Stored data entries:
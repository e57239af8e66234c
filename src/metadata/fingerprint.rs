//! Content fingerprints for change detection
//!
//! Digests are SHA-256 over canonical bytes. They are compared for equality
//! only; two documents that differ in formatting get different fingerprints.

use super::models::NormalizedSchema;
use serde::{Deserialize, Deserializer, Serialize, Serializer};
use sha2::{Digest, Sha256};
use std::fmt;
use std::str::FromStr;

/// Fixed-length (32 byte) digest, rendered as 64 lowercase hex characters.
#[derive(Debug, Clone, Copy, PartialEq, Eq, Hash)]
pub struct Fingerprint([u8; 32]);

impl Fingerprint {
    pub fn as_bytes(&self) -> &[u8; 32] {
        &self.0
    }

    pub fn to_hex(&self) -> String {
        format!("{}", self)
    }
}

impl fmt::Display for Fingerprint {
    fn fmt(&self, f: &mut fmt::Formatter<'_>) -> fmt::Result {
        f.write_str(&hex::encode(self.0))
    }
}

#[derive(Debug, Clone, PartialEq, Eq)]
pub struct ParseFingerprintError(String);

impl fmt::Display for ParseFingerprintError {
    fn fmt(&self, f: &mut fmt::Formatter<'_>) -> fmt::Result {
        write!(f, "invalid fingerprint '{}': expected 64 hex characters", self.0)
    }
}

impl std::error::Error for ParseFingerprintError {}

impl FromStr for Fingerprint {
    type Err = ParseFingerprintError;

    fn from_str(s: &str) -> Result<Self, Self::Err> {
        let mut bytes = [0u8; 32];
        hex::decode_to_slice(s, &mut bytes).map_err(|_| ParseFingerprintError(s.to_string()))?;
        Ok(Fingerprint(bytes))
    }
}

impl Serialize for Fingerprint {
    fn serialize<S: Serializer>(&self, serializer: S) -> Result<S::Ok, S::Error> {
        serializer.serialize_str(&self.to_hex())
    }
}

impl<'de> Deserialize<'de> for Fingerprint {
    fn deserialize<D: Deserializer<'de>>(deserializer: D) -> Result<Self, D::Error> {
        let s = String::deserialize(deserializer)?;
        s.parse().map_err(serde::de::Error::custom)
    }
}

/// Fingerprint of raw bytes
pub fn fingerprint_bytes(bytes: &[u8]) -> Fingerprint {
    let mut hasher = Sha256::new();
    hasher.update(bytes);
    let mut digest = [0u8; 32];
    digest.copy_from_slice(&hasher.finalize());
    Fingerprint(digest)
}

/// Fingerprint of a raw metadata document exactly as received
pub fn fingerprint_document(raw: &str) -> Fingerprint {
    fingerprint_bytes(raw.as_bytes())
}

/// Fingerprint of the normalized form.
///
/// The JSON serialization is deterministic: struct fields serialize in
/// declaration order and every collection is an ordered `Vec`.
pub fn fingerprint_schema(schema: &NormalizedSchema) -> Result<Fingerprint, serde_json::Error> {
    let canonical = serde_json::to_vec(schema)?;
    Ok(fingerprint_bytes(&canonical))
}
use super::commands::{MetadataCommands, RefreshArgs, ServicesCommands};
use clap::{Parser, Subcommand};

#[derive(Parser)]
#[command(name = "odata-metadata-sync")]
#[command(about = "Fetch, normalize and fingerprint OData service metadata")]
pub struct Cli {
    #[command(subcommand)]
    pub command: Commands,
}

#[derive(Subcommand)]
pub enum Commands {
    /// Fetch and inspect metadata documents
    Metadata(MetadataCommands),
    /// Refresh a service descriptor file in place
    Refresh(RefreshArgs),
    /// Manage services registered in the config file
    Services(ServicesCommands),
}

What to do: Counting every line of the records above that has the word "Debug", state the total and give nothing besides it.

Answer box: 2